The US economy is predicted to have continued growing strongly in the first quarter, driven by solid consumer spending. However, recent higher interest rates have slowed this momentum. The Commerce Department’s report on Thursday is expected to reveal that the economy is nowhere near recession, but there are concerns that the risks of a downturn could arise later in the year, following tightened credit conditions and a high rate-hiking cycle by the Federal Reserve.

There was a weak tone in economic reports following January’s surge, which was attributed to unseasonably mild weather and difficulties in adjusting the data for seasonal fluctuations. Furthermore, retail sales fell in February and March, prompting Will Compernolle, macro strategist at FHN Financial in New York, to note that businesses could be hesitant to invest or face tighter credit conditions.

Economists estimated that GDP growth rose at a 2.0% annualised rate in the last quarter, having risen at a 2.6% pace in the fourth quarter. The US central bank is expected to remain on track to raise interest rates by another 25 basis points next week. Meanwhile, orders for non-defence capital goods excluding aircraft fell for a second straight month in March, leading some institutions to cut their GDP growth estimates.

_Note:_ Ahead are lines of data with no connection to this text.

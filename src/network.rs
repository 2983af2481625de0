// Copyright (c) 2021 Marco Boneberger
// Licensed under the EUPL-1.2-or-later

//! Framing of messages and the client side of the connection.
use std::collections::HashMap;
use std::fmt::Debug;
use std::io::{ErrorKind, Read, Write};
use std::net::{TcpStream as StdTcpStream, ToSocketAddrs};
use std::time::{Duration, Instant};

use mio::net::TcpStream;
use mio::{Events, Interest, Poll, Token};
use serde::de::DeserializeOwned;
use serde::Serialize;
use tracing::{debug, trace};

use crate::exception::{network_exception, ManipulationResult};
use crate::service_types::{Command, CommandHeader, Reply, COMMAND_HEADER_SIZE, MAX_PAYLOAD_SIZE};

const CLIENT: Token = Token(1);

/// Serializes `payload` and prepends a header with the matching size.
pub fn encode_message<T: Serialize>(
    header: CommandHeader,
    payload: &T,
) -> ManipulationResult<Vec<u8>> {
    let payload = serialize(payload)?;
    encode_raw_message(header, payload)
}

/// Prepends a header with the size of the already serialized `payload`.
pub fn encode_raw_message(
    mut header: CommandHeader,
    mut payload: Vec<u8>,
) -> ManipulationResult<Vec<u8>> {
    header.size = payload.len() as u32;
    let mut message = serialize(&header)?;
    message.append(&mut payload);
    Ok(message)
}

/// Blocks until a complete message has been read from `reader`.
///
/// Returns `None` if the connection was closed between two messages.
pub fn read_message<R: Read>(reader: &mut R) -> ManipulationResult<Option<(CommandHeader, Vec<u8>)>> {
    let mut header_bytes = [0_u8; COMMAND_HEADER_SIZE];
    let mut read = 0;
    while read < COMMAND_HEADER_SIZE {
        match reader.read(&mut header_bytes[read..]) {
            Ok(0) if read == 0 => return Ok(None),
            Ok(0) => return Err(network_exception("Connection closed in the middle of a header")),
            Ok(n) => read += n,
            Err(e) if e.kind() == ErrorKind::Interrupted => {}
            Err(e) => return Err(network_exception(e.to_string())),
        }
    }
    let header: CommandHeader = deserialize(&header_bytes)?;
    check_payload_size(&header)?;
    let mut payload = vec![0_u8; header.size as usize];
    reader
        .read_exact(&mut payload)
        .map_err(|e| network_exception(e.to_string()))?;
    Ok(Some((header, payload)))
}

fn check_payload_size(header: &CommandHeader) -> ManipulationResult<()> {
    if header.size as usize > MAX_PAYLOAD_SIZE {
        return Err(network_exception(format!(
            "Message of {} bytes exceeds the limit of {} bytes",
            header.size, MAX_PAYLOAD_SIZE
        )));
    }
    Ok(())
}

/// Client side of a connection to a [`Server`](`crate::Server`).
///
/// Requests are numbered. Responses are collected until the response to the awaited request
/// arrives, which allows several requests to be in flight.
pub struct Network {
    tcp_socket: TcpStream,
    timeout: Duration,
    command_id: u32,
    pending: Vec<u8>,
    received_responses: HashMap<u32, Vec<u8>>,
    poll_read: Poll,
    events: Events,
}

impl Network {
    /// Connects to `address:port`.
    ///
    /// # Arguments
    /// * `address` - IP/hostname of the server.
    /// * `port` - Port of the server.
    /// * `timeout` - Maximum time to wait for a response.
    /// # Errors
    /// * [`NetworkException`](`crate::exception::ManipulationException::NetworkException`) if
    /// the address cannot be resolved or the connection cannot be established.
    pub fn new(address: &str, port: u16, timeout: Duration) -> ManipulationResult<Network> {
        let socket_address = format!("{}:{}", address, port)
            .to_socket_addrs()
            .map_err(|e| network_exception(e.to_string()))?
            .next()
            .ok_or_else(|| network_exception(format!("Could not resolve {}", address)))?;
        let std_socket = StdTcpStream::connect_timeout(&socket_address, timeout)
            .map_err(|e| network_exception(format!("Could not connect to {}: {}", socket_address, e)))?;
        std_socket
            .set_nodelay(true)
            .and_then(|_| std_socket.set_nonblocking(true))
            .map_err(|e| network_exception(e.to_string()))?;
        let mut tcp_socket = TcpStream::from_std(std_socket);
        let poll_read = Poll::new().map_err(|e| network_exception(e.to_string()))?;
        poll_read
            .registry()
            .register(&mut tcp_socket, CLIENT, Interest::READABLE)
            .map_err(|e| network_exception(e.to_string()))?;
        debug!(%socket_address, "connected");
        Ok(Network {
            tcp_socket,
            timeout,
            command_id: 0,
            pending: Vec::new(),
            received_responses: HashMap::new(),
            poll_read,
            events: Events::with_capacity(128),
        })
    }

    pub fn create_header(&mut self, command: Command, object_id: u32) -> CommandHeader {
        let header = CommandHeader::new(command, self.command_id, object_id, 0);
        self.command_id = self.command_id.wrapping_add(1);
        header
    }

    /// Sends a request and returns its command id.
    pub fn tcp_send_request<T: Serialize + Debug>(
        &mut self,
        command: Command,
        object_id: u32,
        request: &T,
    ) -> ManipulationResult<u32> {
        let header = self.create_header(command, object_id);
        trace!(?command, command_id = header.command_id, ?request, "sending request");
        let message = encode_message(header, request)?;
        self.write_all(&message)?;
        Ok(header.command_id)
    }

    /// Blocks until the response with the given command id has been received.
    ///
    /// # Errors
    /// * [`NetworkException`](`crate::exception::ManipulationException::NetworkException`) on
    /// timeout, if the connection is lost or if the response cannot be decoded.
    pub fn tcp_blocking_receive_response<T: DeserializeOwned>(
        &mut self,
        command_id: u32,
    ) -> ManipulationResult<T> {
        let response_bytes = self.wait_for_response_to_arrive(command_id)?;
        deserialize(&response_bytes)
    }

    /// Sends a request to object `object_id` and waits for the reply.
    ///
    /// # Errors
    /// * [`ServerError`](`crate::exception::ManipulationException::ServerError`) if the server
    /// reports an error.
    /// * [`NetworkException`](`crate::exception::ManipulationException::NetworkException`) if
    /// the request could not be transmitted.
    pub fn call<Req, Res>(
        &mut self,
        object_id: u32,
        command: Command,
        request: &Req,
    ) -> ManipulationResult<Res>
    where
        Req: Serialize + Debug,
        Res: DeserializeOwned,
    {
        let command_id = self.tcp_send_request(command, object_id, request)?;
        let reply: Reply<Res> = self.tcp_blocking_receive_response(command_id)?;
        reply.into_result()
    }

    fn write_all(&mut self, mut bytes: &[u8]) -> ManipulationResult<()> {
        let deadline = Instant::now() + self.timeout;
        while !bytes.is_empty() {
            match self.tcp_socket.write(bytes) {
                Ok(0) => return Err(network_exception("Connection closed")),
                Ok(n) => bytes = &bytes[n..],
                Err(e) if e.kind() == ErrorKind::WouldBlock => {
                    if Instant::now() > deadline {
                        return Err(network_exception("Timeout while sending request"));
                    }
                    std::thread::yield_now();
                }
                Err(e) if e.kind() == ErrorKind::Interrupted => {}
                Err(e) => return Err(network_exception(e.to_string())),
            }
        }
        Ok(())
    }

    fn wait_for_response_to_arrive(&mut self, command_id: u32) -> ManipulationResult<Vec<u8>> {
        let deadline = Instant::now() + self.timeout;
        loop {
            if let Some(response) = self.received_responses.remove(&command_id) {
                return Ok(response);
            }
            let now = Instant::now();
            if now >= deadline {
                return Err(network_exception(format!(
                    "Timeout while waiting for response {}",
                    command_id
                )));
            }
            self.tcp_read_from_buffer(deadline - now)?;
        }
    }

    fn tcp_read_from_buffer(&mut self, timeout: Duration) -> ManipulationResult<()> {
        self.poll_read
            .poll(&mut self.events, Some(timeout))
            .map_err(|e| network_exception(e.to_string()))?;
        if !self.events.iter().any(|event| event.token() == CLIENT && event.is_readable()) {
            return Ok(());
        }
        let mut buffer = [0_u8; 4096];
        loop {
            match self.tcp_socket.read(&mut buffer) {
                Ok(0) => return Err(network_exception("Connection closed by server")),
                Ok(n) => self.pending.extend_from_slice(&buffer[..n]),
                Err(e) if e.kind() == ErrorKind::WouldBlock => break,
                Err(e) if e.kind() == ErrorKind::Interrupted => {}
                Err(e) => return Err(network_exception(e.to_string())),
            }
        }
        while self.pending.len() >= COMMAND_HEADER_SIZE {
            let header: CommandHeader = deserialize(&self.pending[..COMMAND_HEADER_SIZE])?;
            check_payload_size(&header)?;
            let end = COMMAND_HEADER_SIZE + header.size as usize;
            if self.pending.len() < end {
                break;
            }
            let payload = self.pending[COMMAND_HEADER_SIZE..end].to_vec();
            self.pending.drain(..end);
            self.received_responses.insert(header.command_id, payload);
        }
        Ok(())
    }
}

pub fn serialize<T: Serialize>(s: &T) -> ManipulationResult<Vec<u8>> {
    bincode::serialize(s).map_err(|e| network_exception(format!("Could not encode message: {}", e)))
}

pub fn deserialize<T: DeserializeOwned>(encoded: &[u8]) -> ManipulationResult<T> {
    bincode::deserialize(encoded)
        .map_err(|e| network_exception(format!("Could not decode message: {}", e)))
}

Reduced access to credit for businesses and households is expected to hurt demand and ultimately employment, even though unemployment is at a 3.5% rate. While claims for state unemployment benefits remain below levels that could raise alarm, business investment in equipment is expected to have contracted for a second straight quarter. The housing market is also predicted to have contracted for an eighth straight quarter. However, some economists argue that fears of a recession are pushing down the prices of commodities like oil, which could reduce cost pressures for businesses and benefit the overall economy.